= Jean Doyen =

French musician and composer (1907–1982)

Jean Doyen (8 March 1907 – 21 April 1982) was a French classical pianist, pedagogue and composer.

== Biography ==
Jean Doyen was born in Paris on 8 March 1907. He graduated from the Conservatoire de Paris as pianist in 1922. He began learning the instrument with Sophie Chéné (teacher of Blanche Selva), then studied with Louis Diémer (1919) and finally with Marguerite Long. In 1924, he made his solo debut with the Concerts Colonne. He also participated in Jacques Ibert's ballet Les Rencontres, at the Opera Garnier.

In 1926 he worked at the Radiodiffusion Française, but at the same time he returned to the Conservatoire in counterpoint class with Georges Caussade and music composition with Paul Vidal and Henri Büsser.

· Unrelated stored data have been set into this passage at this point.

//! Error types for the localization filter
//!
//! Every variant is a precondition violation: the caller misused the filter or supplied an
//! unusable parameter. None of them are transient, so nothing in this crate retries.

use thiserror::Error;

/// Errors surfaced by the particle filter and its helpers.
#[derive(Error, Debug, Clone, PartialEq)]
pub enum FilterError {
    #[error("particle filter has not been initialized; call `init` first")]
    NotInitialized,

    #[error("landmark set is empty; nearest-landmark lookup is undefined")]
    EmptyLandmarkSet,

    #[error("particle weights are degenerate (zero sum, negative, or non-finite); cannot resample")]
    DegenerateWeights,

    #[error("invalid particle count: {0} (must be at least 1)")]
    InvalidParticleCount(usize),

    #[error("invalid noise parameter `{name}`: {value}")]
    InvalidNoiseParameter { name: &'static str, value: f64 },

    #[error("invalid time step: {0} (must be positive and finite)")]
    InvalidTimeStep(f64),
}

pub type Result<T> = std::result::Result<T, FilterError>;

From 1941 to 1977, he was professor of piano at the Conservatoire de Paris, succeeding Marguerite Long. Among his pupils were İdil Biret, Roger Boutry, Philippe Entremont, Marie-Thérèse Fourneau, Claude Kahn, André Krust, Arthur Moreira Lima, Bernard Job, Dominique Merlet and Chantal Riou.

Doyen is best known for his interpretations of 19th and 20th century French music, notably in the works of Gabriel Pierné, Reynaldo Hahn and Vincent d'Indy and is considered one of the great interpreters of this repertoire and above all, of Maurice Ravel and Gabriel Fauré. He also enjoyed playing Vincent d'Indy's Fantaisie sur un vieil air de ronde française and Samazeuilh's Trois Danses. However, he recorded Chopin's waltzes, and premiered the Variations sur un thème de Don Juan.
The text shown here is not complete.